Borghesani, V., Pedregosa, F., Buiatti, M., Amadon, A., Eger, E., & Piazza, M. (2016). Word meaning in the ventral visual path: a perceptual to conceptual gradient of semantic coding. NeuroImage, 143, 128-140.

In this fMRI experiment we tested the hypothesis that perceptual and conceptual dimensions of word meaning are coded in different brain regions: perceptual dimension in unimodal perceptual areas, conceptual dimension in heteromodal association areas. We tested the presence of a mapping between a perceptual dimension (implied real object size) and two conceptual dimensions (taxonomic categories at different levels of specificity), and the patterns of brain activity recorded in six areas along the ventral occipito–temporal cortical path. Combining multivariate pattern classification and representational similarity analysis, we found that the visual-perceptual dimension appears to be primarily encoded in early visual regions, while the conceptual dimension in more anterior temporal regions. This anteroposterior gradient of information content, from perceptual to conceptual, indicates that different areas along the ventral stream encode complementary dimensions of the semantic space.


Borghesani, V., Buiatti, M., Eger, E., & Piazza, M. (2018). Conceptual and Perceptual Dimensions of Word Meaning Are Recovered Rapidly and in Parallel during Reading. Journal of Cognitive Neuroscience, 1-14.

In this MEG experiment, we investigated whether perceptual and conceptual dimensions of word meaning are associated to different temporal dynamics.

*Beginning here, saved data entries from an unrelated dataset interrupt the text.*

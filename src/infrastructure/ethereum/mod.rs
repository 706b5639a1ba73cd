//! Ethereum infrastructure - Alloy provider setup

mod provider;

pub use provider::{connect, signer_from_key, verify_chain_id, ProviderConfig};
pub mod abi;
pub mod events;
pub mod node;
pub mod roles;
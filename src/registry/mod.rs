//! Typed proxy over the deployed NodeRegistry contract
//!
//! `RegistryClient` wraps the `sol!` generated instance. Every operation
//! encodes its arguments through the bindings, hands the request to the
//! provider and decodes the reply; no registry rule is evaluated here.
//! The surface is split by concern:
//!
//! - [`caller`]: `view` functions (`eth_call`)
//! - [`transactor`]: state-changing functions (`eth_sendTransaction`)
//! - [`filterer`]: historical and live event logs
//! - [`deploy`]: deployment of the embedded bytecode

mod caller;
mod deploy;
mod filterer;
mod transactor;

use std::time::Duration;

use alloy::eips::BlockId;
use alloy::network::Ethereum;
use alloy::primitives::{Address, TxHash, U256};
use alloy::providers::{PendingTransactionBuilder, Provider};
use alloy::rpc::types::TransactionReceipt;
use tracing::{debug, info, warn};

use crate::bindings::{NodeRegistry, NodeRegistryInstance};
use crate::domain::events::EventRecord;
use crate::error::{RegistryError, RegistryResult};

pub use deploy::{deploy, deploy_data, predict_address, Deployment};
pub use filterer::{BlockRange, Decoded, EventFilter, TopicFilter, TopicValue, WATCH_CHANNEL_CAPACITY};
pub use transactor::added_node_id;

/// Options applied to every `eth_call`
#[derive(Debug, Clone, Default)]
pub struct CallOptions {
    /// Block to evaluate at; latest when unset
    pub block: Option<BlockId>,
    /// Caller address seen by the contract
    pub from: Option<Address>,
}

/// Options applied to every submitted transaction
#[derive(Debug, Clone, Default)]
pub struct TxOptions {
    pub from: Option<Address>,
    pub gas_limit: Option<u64>,
    pub max_fee_per_gas: Option<u128>,
    pub max_priority_fee_per_gas: Option<u128>,
    pub nonce: Option<u64>,
    pub value: Option<U256>,
}

/// How long and how deep to wait for receipts
#[derive(Debug, Clone, Copy)]
pub struct ReceiptPolicy {
    pub confirmations: u64,
    pub timeout: Duration,
}

impl Default for ReceiptPolicy {
    fn default() -> Self {
        Self {
            confirmations: 1,
            timeout: Duration::from_secs(120),
        }
    }
}

/// Typed client for one NodeRegistry deployment
#[derive(Clone)]
pub struct RegistryClient<P> {
    instance: NodeRegistryInstance<P>,
    call_options: CallOptions,
    tx_options: TxOptions,
    receipts: ReceiptPolicy,
    log_chunk_size: u64,
    subscriptions: bool,
}

impl<P: Provider + Clone> RegistryClient<P> {
    /// Bind to the registry deployed at `address`
    pub fn new(address: Address, provider: P) -> Self {
        Self {
            instance: NodeRegistry::new(address, provider),
            call_options: CallOptions::default(),
            tx_options: TxOptions::default(),
            receipts: ReceiptPolicy::default(),
            log_chunk_size: 10_000,
            subscriptions: false,
        }
    }

    pub fn with_call_options(mut self, options: CallOptions) -> Self {
        self.call_options = options;
        self
    }

    pub fn with_tx_options(mut self, options: TxOptions) -> Self {
        self.tx_options = options;
        self
    }

    pub fn with_receipt_policy(mut self, policy: ReceiptPolicy) -> Self {
        self.receipts = policy;
        self
    }

    /// Maximum block span per `eth_getLogs` request; zero is treated as one
    pub fn with_log_chunk_size(mut self, blocks: u64) -> Self {
        self.log_chunk_size = blocks.max(1);
        self
    }

    /// Use `eth_subscribe` for live logs instead of filter polling
    pub fn with_subscriptions(mut self, enabled: bool) -> Self {
        self.subscriptions = enabled;
        self
    }

    pub fn address(&self) -> Address {
        *self.instance.address()
    }

    pub fn provider(&self) -> &P {
        self.instance.provider()
    }

    pub fn instance(&self) -> &NodeRegistryInstance<P> {
        &self.instance
    }

    pub fn call_options(&self) -> &CallOptions {
        &self.call_options
    }

    pub fn tx_options(&self) -> &TxOptions {
        &self.tx_options
    }
}

/// A submitted transaction that has not been waited on
pub struct PendingTx {
    inner: PendingTransactionBuilder<Ethereum>,
    registry: Address,
    policy: ReceiptPolicy,
    method: &'static str,
}

impl PendingTx {
    pub(crate) fn new(
        inner: PendingTransactionBuilder<Ethereum>,
        registry: Address,
        policy: ReceiptPolicy,
        method: &'static str,
    ) -> Self {
        Self {
            inner,
            registry,
            policy,
            method,
        }
    }

    pub fn tx_hash(&self) -> TxHash {
        *self.inner.tx_hash()
    }

    /// Contract function this transaction calls
    pub fn method(&self) -> &'static str {
        self.method
    }

    /// Wait for the receipt under the configured confirmation policy
    pub async fn wait(self) -> RegistryResult<TxOutcome> {
        let tx_hash = self.tx_hash();
        let receipt = wait_for_receipt(self.inner.provider(), tx_hash, self.policy).await?;
        let outcome = TxOutcome::from_receipt(&receipt, self.registry)?;
        info!(
            method = self.method,
            %tx_hash,
            block = ?outcome.block_number,
            gas_used = outcome.gas_used,
            events = outcome.events.len(),
            "transaction confirmed"
        );
        Ok(outcome)
    }
}

/// Poll `eth_getTransactionReceipt` until the transaction is mined under
/// `policy.confirmations` blocks, or fail after `policy.timeout`
pub(crate) async fn wait_for_receipt<P: Provider>(
    provider: &P,
    tx_hash: TxHash,
    policy: ReceiptPolicy,
) -> RegistryResult<TransactionReceipt> {
    tokio::time::timeout(policy.timeout, poll_receipt(provider, tx_hash, policy.confirmations))
        .await
        .map_err(|_| RegistryError::ReceiptTimeout {
            tx_hash,
            timeout: policy.timeout,
        })?
}

async fn poll_receipt<P: Provider>(
    provider: &P,
    tx_hash: TxHash,
    confirmations: u64,
) -> RegistryResult<TransactionReceipt> {
    let interval = provider.client().poll_interval();
    loop {
        if let Some(receipt) = provider.get_transaction_receipt(tx_hash).await? {
            let confirmed = match receipt.block_number {
                Some(mined) if confirmations > 1 => {
                    provider.get_block_number().await? >= mined + confirmations - 1
                }
                _ => true,
            };
            if confirmed {
                return Ok(receipt);
            }
        }
        debug!(%tx_hash, "waiting for receipt");
        tokio::time::sleep(interval).await;
    }
}

/// Result of a mined transaction
#[derive(Debug, Clone)]
pub struct TxOutcome {
    pub tx_hash: TxHash,
    pub block_number: Option<u64>,
    pub gas_used: u64,
    /// Always true; failed receipts become [`RegistryError::TransactionFailed`]
    pub success: bool,
    /// Registry events emitted by the transaction, in log order
    pub events: Vec<EventRecord>,
}

impl TxOutcome {
    /// Build an outcome from a receipt; a reverted receipt is an error
    pub fn from_receipt(receipt: &TransactionReceipt, registry: Address) -> RegistryResult<Self> {
        if !receipt.status() {
            return Err(RegistryError::TransactionFailed {
                tx_hash: receipt.transaction_hash,
            });
        }

        let mut events = Vec::new();
        for log in receipt.inner.logs() {
            if log.address() != registry {
                continue;
            }
            match EventRecord::from_log(log, registry) {
                Ok(record) => events.push(record),
                Err(err) => warn!(tx_hash = %receipt.transaction_hash, %err, "skipping undecodable log"),
            }
        }

        Ok(Self {
            tx_hash: receipt.transaction_hash,
            block_number: receipt.block_number,
            gas_used: receipt.gas_used,
            success: true,
            events,
        })
    }
}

We compared one conceptual dimension (semantic category) and two perceptual dimensions (one concerning a visual feature - the implied real world size, and one concerning an auditory feature – prototypical sound). Our results indicate an automatic, rapid and essentially simultaneous recovery of information along both perceptual and conceptual dimensions of word meaning. However, the three different dimensions appear to dissociate in terms of the brain dynamics involved (changes in phase coherence vs spectral power) and the corresponding underlying sources.


Borghesani, V., Riello, M., Gesierich, B., Brentari, V., Monti, A., & Gorno-Tempini, M. (2019) The Neural Representations of Movement across Semantic Categories. Journal of Cognitive Neuroscience.

In this fMRI experiment, we compare three semantic categories (animals, tools, nontools) across two tasks (do they move in a similar way? vs. are they found in the same place?). Using both univariate and multivariate analyses we show that the same left fronto-parietal network is recruited to process movement properties of items (including both biological and non-biological motion ) regardless of their semantic category.